──────── Excerpted records ────────

use std::collections::HashMap;
use std::fs::File;
use std::io::{BufReader, BufWriter};
use std::path::{Path, PathBuf};

use anyhow::Context;
use serde::{Deserialize, Serialize};

use crate::core::Result;
use crate::data::reader::{strip_features, tokens};
use crate::data::Shard;

#[derive(Debug, Clone)]
pub struct VocabOptions {
    pub share_vocab: bool,
    pub min_frequency: usize,
    pub max_size: usize,
}

impl Default for VocabOptions {
    fn default() -> Self {
        Self {
            share_vocab: false,
            min_frequency: 0,
            max_size: 50_000,
        }
    }
}

#[derive(Debug, Clone, Serialize, Deserialize)]
pub struct Vocab {
    pub tokens: Vec<String>,
}

impl Vocab {
    pub fn len(&self) -> usize {
        self.tokens.len()
    }

    pub fn is_empty(&self) -> bool {
        self.tokens.is_empty()
    }

    pub fn contains(&self, token: &str) -> bool {
        self.tokens.iter().any(|t| t == token)
    }
}

/// Source and target vocabularies built from train shards. With
/// `share_vocab` both sides refer to one merged token list.
#[derive(Debug, Serialize, Deserialize)]
pub struct Fields {
    pub src: Vocab,
    pub tgt: Vocab,
}

impl Fields {
    pub fn save<P: AsRef<Path>>(&self, path: P) -> Result<()> {
        let path = path.as_ref();
        let file =
            File::create(path).with_context(|| format!("creating vocab {}", path.display()))?;
        serde_json::to_writer(BufWriter::new(file), self)
            .with_context(|| format!("serializing vocab {}", path.display()))
    }

    pub fn load<P: AsRef<Path>>(path: P) -> Result<Fields> {
        let path = path.as_ref();
        let file =
            File::open(path).with_context(|| format!("opening vocab {}", path.display()))?;
        serde_json::from_reader(BufReader::new(file))
            .with_context(|| format!("parsing vocab {}", path.display()))
    }
}

/// Build vocabularies from train shard files, loading one shard at a time.
/// Token frequencies are counted on the feature-stripped surface forms.
pub fn build_vocab(shard_paths: &[PathBuf], options: &VocabOptions) -> Result<Fields> {
    let mut src_counts: HashMap<String, usize> = HashMap::new();
    let mut tgt_counts: HashMap<String, usize> = HashMap::new();

    for path in shard_paths {
        let shard = Shard::load(path)?;
        for example in &shard.examples {
            count_line(&example.src, &mut src_counts);
            count_line(&example.tgt, &mut tgt_counts);
        }
    }

    let fields = if options.share_vocab {
        for (token, count) in tgt_counts {
            *src_counts.entry(token).or_insert(0) += count;
        }
        let shared = into_vocab(src_counts, options);
        Fields {
            src: shared.clone(),
            tgt: shared,
        }
    } else {
        Fields {
            src: into_vocab(src_counts, options),
            tgt: into_vocab(tgt_counts, options),
        }
    };

    tracing::info!(
        "built vocabulary: {} source / {} target tokens",
        fields.src.len(),
        fields.tgt.len()
    );
    Ok(fields)
}

fn count_line(line: &str, counts: &mut HashMap<String, usize>) {
    for token in tokens(line) {
        *counts.entry(strip_features(token).to_string()).or_insert(0) += 1;
    }
}

fn into_vocab(counts: HashMap<String, usize>, options: &VocabOptions) -> Vocab {
    let mut entries: Vec<(String, usize)> = counts
        .into_iter()
        .filter(|(_, count)| *count >= options.min_frequency.max(1))
        .collect();
    // frequency descending, token ascending for a deterministic order
    entries.sort_by(|a, b| b.1.cmp(&a.1).then_with(|| a.0.cmp(&b.0)));
    entries.truncate(options.max_size);
    Vocab {
        tokens: entries.into_iter().map(|(token, _)| token).collect(),
    }
}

────────

* Task *
Looking at the records above, work out how many lines include the word "built", then give that number by itself.

* Expected answer *
2